Tes personnages sont muets, si tu veux ; mais ils font que je me parle, et que je m’entretiens avec moi-même.

On distingue la composition en pittoresque et en expressive. Je me soucie bien que l’artiste ait disposé ses figures pour les effets les plus piquants de lumière, si l’ensemble ne s’adresse point à mon âme ; si ces personnages y sont comme des particuliers qui s’ignorent dans une promenade publique, ou comme les animaux au pied des montagnes du paysagiste.

Toute composition expressive peut être en même temps pittoresque ; et quand elle a toute l’expression dont elle est susceptible, elle est suffisamment pittoresque ; et je félicite l’artiste de n’avoir pas immolé le sens commun au plaisir de l’organe. S’il eût fait autrement, je me serais écrié, comme si j’avais entendu un beau parleur qui déraisonne : « Tu dis très-bien, mais tu ne sais ce que tu dis. »

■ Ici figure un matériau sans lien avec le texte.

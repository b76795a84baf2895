pub mod api;
pub mod config;
pub mod database;
pub mod error;
pub mod forms;
pub mod handlers;
pub mod middleware;
pub mod state;
pub mod storage;

#[cfg(test)]
pub mod testing;

use axum::{
    extract::DefaultBodyLimit,
    routing::{any, get},
    Router,
};
use tower_http::{cors::CorsLayer, trace::TraceLayer};

use crate::config::AppConfig;
use crate::handlers::light_app::{OperationKind, LIGHT_APP_PREFIX};
use crate::middleware::{esb_auth_middleware, esb_auth_v1_middleware};
use crate::state::AppState;

/// Build the full router for the given state
pub fn app(state: AppState, config: &AppConfig) -> Router {
    let mut router = Router::new()
        // Public
        .route("/", get(handlers::root))
        .route("/health", get(handlers::health))
        // Gateway authenticated API
        .merge(api_routes(state.clone()))
        // Global middleware
        .layer(DefaultBodyLimit::max(config.api.max_request_size_bytes))
        .layer(TraceLayer::new_for_http());

    if config.security.enable_cors {
        router = router.layer(CorsLayer::permissive());
    }

    router.with_state(state)
}

fn api_routes(state: AppState) -> Router<AppState> {
    let v1 = Router::new()
        .route("/paas/api/app_info/", get(handlers::app_info))
        .route_layer(axum::middleware::from_fn_with_state(state.clone(), esb_auth_v1_middleware));

    let v2 = Router::new()
        .route("/paas/api/v2/app_info/", get(handlers::app_info_v2))
        .merge(light_app_routes())
        .route_layer(axum::middleware::from_fn_with_state(state, esb_auth_middleware));

    v1.merge(v2)
}

fn light_app_routes() -> Router<AppState> {
    OperationKind::ALL
        .into_iter()
        .fold(Router::new(), |router, kind| {
            router.route(&kind.route(), kind.method_router())
        })
        // Unknown operation segments
        .route(
            &format!("{}/:operation/", LIGHT_APP_PREFIX),
            any(handlers::method_not_allowed),
        )
}
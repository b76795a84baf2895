// handlers/mod.rs - HTTP handlers
//
// system:    / and /health, no authentication
// app_info:  /paas/api/app_info/ and /paas/api/v2/app_info/, gateway authenticated
// light_app: /paas/api/v2/light_app/*, gateway authenticated

pub mod app_info;
pub mod light_app;
pub mod system;

pub use app_info::{app_info, app_info_v2};
pub use light_app::method_not_allowed;
pub use system::{health, root};
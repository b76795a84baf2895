use serde::Serialize;

use crate::api::V2Response;
use crate::database::models::{LinkType, NewUsefulLink, UsefulLink};
use crate::error::ApiError;
use crate::forms::LightAppCreation;
use crate::state::AppState;

#[derive(Debug, Serialize)]
pub struct CreatedLightApp {
    pub bk_light_app_code: String,
}

/// Register a light app under an existing parent app. A blank introduction
/// falls back to the parent's.
pub async fn execute(
    state: &AppState,
    input: LightAppCreation,
) -> Result<V2Response<CreatedLightApp>, ApiError> {
    let parent = state
        .repository
        .find_app(&input.bk_app_code)
        .await?
        .ok_or_else(|| ApiError::not_found(format!("app [{}] does not exist", input.bk_app_code)))?;

    let link = state
        .repository
        .create_link(NewUsefulLink {
            code: UsefulLink::generate_code(),
            name: input.bk_light_app_name,
            link: input.app_url,
            link_type: LinkType::Saas,
            introduction: input.introduction.unwrap_or(parent.introduction),
        })
        .await?;

    tracing::info!("Created light app {} under app {}", link.code, parent.code);

    Ok(V2Response::ok(
        "创建轻应用成功",
        CreatedLightApp {
            bk_light_app_code: link.code,
        },
    ))
}
use axum::{
    http::StatusCode,
    response::{IntoResponse, Json, Response},
};
use serde::Serialize;
use serde_json::Value;

/// Success code of the v1 envelope
pub const V1_SUCCESS_CODE: &str = "00";

/// Numeric codes carried by the v2 envelopes
pub mod codes {
    pub const SUCCESS: i64 = 0;
    pub const PARAM_NOT_VALID: i64 = 1302100;
}

/// Legacy v1 envelope: `{result, code, message, data}` with a string code
#[derive(Debug, Serialize)]
pub struct V1Response<T: Serialize> {
    pub result: bool,
    pub code: &'static str,
    pub message: String,
    pub data: T,
}

impl<T: Serialize> V1Response<T> {
    pub fn ok(message: impl Into<String>, data: T) -> Self {
        Self {
            result: true,
            code: V1_SUCCESS_CODE,
            message: message.into(),
            data,
        }
    }
}

impl V1Response<Option<Value>> {
    pub fn fail(message: impl Into<String>, code: &'static str) -> Self {
        Self {
            result: false,
            code,
            message: message.into(),
            data: None,
        }
    }
}

/// Gateway v2 listing envelope: `{bk_error_msg, bk_error_code, data}`
#[derive(Debug, Serialize)]
pub struct BkV2Response<T: Serialize> {
    pub bk_error_msg: String,
    pub bk_error_code: i64,
    pub data: T,
}

impl<T: Serialize> BkV2Response<T> {
    pub fn ok(data: T) -> Self {
        Self {
            bk_error_msg: String::new(),
            bk_error_code: codes::SUCCESS,
            data,
        }
    }
}

/// v2 result envelope used by the light app endpoints: `{result, code, message, data}`
/// with a numeric code. Failures carry `data: null`.
#[derive(Debug, Serialize)]
pub struct V2Response<T: Serialize> {
    pub result: bool,
    pub code: i64,
    pub message: String,
    pub data: Option<T>,
}

impl<T: Serialize> V2Response<T> {
    pub fn ok(message: impl Into<String>, data: T) -> Self {
        Self {
            result: true,
            code: codes::SUCCESS,
            message: message.into(),
            data: Some(data),
        }
    }
}

impl V2Response<Value> {
    pub fn fail(message: impl Into<String>, code: i64) -> Self {
        Self {
            result: false,
            code,
            message: message.into(),
            data: None,
        }
    }
}

/// Empty JSON object used as `data` by operations that return nothing
#[derive(Debug, Default, Serialize)]
pub struct Empty {}

fn serialize_or_500<T: Serialize>(body: &T) -> Response {
    match serde_json::to_value(body) {
        Ok(value) => (StatusCode::OK, Json(value)).into_response(),
        Err(e) => {
            tracing::error!("Failed to serialize response data: {}", e);
            let code = i64::from(StatusCode::INTERNAL_SERVER_ERROR.as_u16());
            let body = V2Response::<Value>::fail("Failed to serialize response data", code);
            (StatusCode::INTERNAL_SERVER_ERROR, Json(body)).into_response()
        }
    }
}

impl<T: Serialize> IntoResponse for V1Response<T> {
    fn into_response(self) -> Response {
        serialize_or_500(&self)
    }
}

impl<T: Serialize> IntoResponse for BkV2Response<T> {
    fn into_response(self) -> Response {
        serialize_or_500(&self)
    }
}

impl<T: Serialize> IntoResponse for V2Response<T> {
    fn into_response(self) -> Response {
        serialize_or_500(&self)
    }
}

Il y a sans doute des sujets ingrats ; mais c’est pour l’artiste ordinaire qu’ils sont communs. Tout est ingrat pour une tête stérile. À votre avis, était-ce un sujet bien intéressant qu’un prêtre qui dicte à son secrétaire des homélies ? Voyez cependant ce que Carle Van Loo en a fait. C’est, sans contredit, le sujet le plus simple, et la plus belle de ses esquisses.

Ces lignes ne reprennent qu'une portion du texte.